Ora os anticorpos do ZMapp são produzidos por uma planta do tabaco – a Nicotiana benthamiana, que é capaz de fabricar moléculas estranhas à própria planta. Para tal, a Mapp Pharmaceutical diz que estabeleceu duas parcerias importantes: com a Icon Genetics, que modificou geneticamente a planta do tabaco de forma a produzir medicamentos, e com a fábrica Kentucky BioProcessing, do fabricante de cigarros Reynolds American, onde as plantas transgénicas com os três anticorpos estão a ser cultivadas.
O processo envolve a introdução na planta do tabaco dos genes que comandam o fabrico dos anticorpos, que são sintetizados no interior das folhas. Ao fim de várias semanas de crescimento, as folhas são colhidas e moídas para extrair os anticorpos. Por ser um trabalho recente e pelo tempo que demora a produzir as plantas suficientes, poucas doses do ZMapp tinham sido fabricadas quando se decidiu aplicá-las em seres humanos.
“É importante referir que o uso de emergência de um medicamento experimental é altamente invulgar”, diz a empresa no seu “site”, acrescentando que o processo iniciou uma discussão sobre as implicações éticas e médicas do uso deste tipo de tratamentos.
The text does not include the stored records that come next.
//! JSON attendance snapshots, the files an external scraper drops off.
//!
//! ```json
//! { "date": "2024-03-01 10:00:00", "source": "ERP",
//!   "data": [ { "subject": "Maths", "present": 30, "total": 40, "percentage": 75.0 } ] }
//! ```
//!
//! Any `percentage` in the file is ignored; it is recomputed from the counts.

use anyhow::{Context, Result};
use log::{debug, warn};
use rusqlite::Connection;
use serde::{Deserialize, Serialize};
use std::path::Path;

use crate::calc::{percentage, round2};
use crate::db::repository::SubjectRepo;
use crate::models::SubjectRecord;
use crate::source::SubjectSource;

#[derive(Debug, Clone, Serialize, Deserialize)]
pub struct SnapshotRow {
    pub subject: String,
    #[serde(default)]
    pub present: u32,
    #[serde(default)]
    pub total: u32,
    #[serde(default, skip_serializing_if = "Option::is_none")]
    pub percentage: Option<f64>,
}

#[derive(Debug, Clone, Serialize, Deserialize)]
pub struct Snapshot {
    #[serde(default, skip_serializing_if = "Option::is_none")]
    pub timestamp: Option<String>,
    #[serde(default, skip_serializing_if = "Option::is_none")]
    pub date: Option<String>,
    #[serde(default, skip_serializing_if = "Option::is_none")]
    pub source: Option<String>,
    #[serde(default)]
    pub data: Vec<SnapshotRow>,
}

impl Snapshot {
    pub fn from_json(content: &str) -> Result<Self> {
        serde_json::from_str(content).context("Parsing attendance snapshot")
    }

    pub fn load(path: &Path) -> Result<Self> {
        let content = std::fs::read_to_string(path)
            .with_context(|| format!("Reading snapshot {:?}", path))?;
        let snapshot = Self::from_json(&content)
            .with_context(|| format!("Loading snapshot {:?}", path))?;
        debug!("snapshot {:?} holds {} rows", path, snapshot.data.len());
        Ok(snapshot)
    }

    /// Validated records, one per row.
    pub fn records(&self) -> Result<Vec<SubjectRecord>> {
        self.data
            .iter()
            .map(|row| {
                if let Some(stated) = row.percentage {
                    let derived = round2(percentage(row.present, row.total));
                    if (stated - derived).abs() > 0.01 {
                        warn!(
                            "{}: snapshot says {}% but counts give {}%",
                            row.subject, stated, derived
                        );
                    }
                }
                SubjectRecord::new(row.subject.trim(), row.present, row.total)
                    .map_err(anyhow::Error::from)
            })
            .collect()
    }

    /// Label stored in the refresh history.
    pub fn label(&self, path: &Path) -> String {
        let file = path
            .file_name()
            .map(|f| f.to_string_lossy().into_owned())
            .unwrap_or_else(|| path.display().to_string());
        match &self.source {
            Some(source) => format!("{} ({})", source, file),
            None => file,
        }
    }
}

/// Snapshots are per user already, so the user argument is not consulted.
impl SubjectSource for Snapshot {
    fn subjects(&self, _user: &str) -> Result<Vec<SubjectRecord>> {
        self.records()
    }
}

/// Load a snapshot file and store it for `user`. Returns the number of
/// subjects written.
pub fn import_file(conn: &Connection, user: &str, path: &Path) -> Result<usize> {
    let snapshot = Snapshot::load(path)?;
    let records = snapshot.records()?;
    SubjectRepo::save_snapshot(conn, user, &records, &snapshot.label(path))
}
Já após o uso em três dos seis doentes, a Organização Mundial da Saúde considerou que na luta contra o ébola o uso de tratamentos e vacinas experimentais era ético.
Entre os riscos eventuais do uso de anticorpos humanos vindos de plantas está a presença de compostos alergénicos ou tóxicos, além de ser preciso garantir que estes vegetais transgénicos não se propaguem para fora dos laboratórios.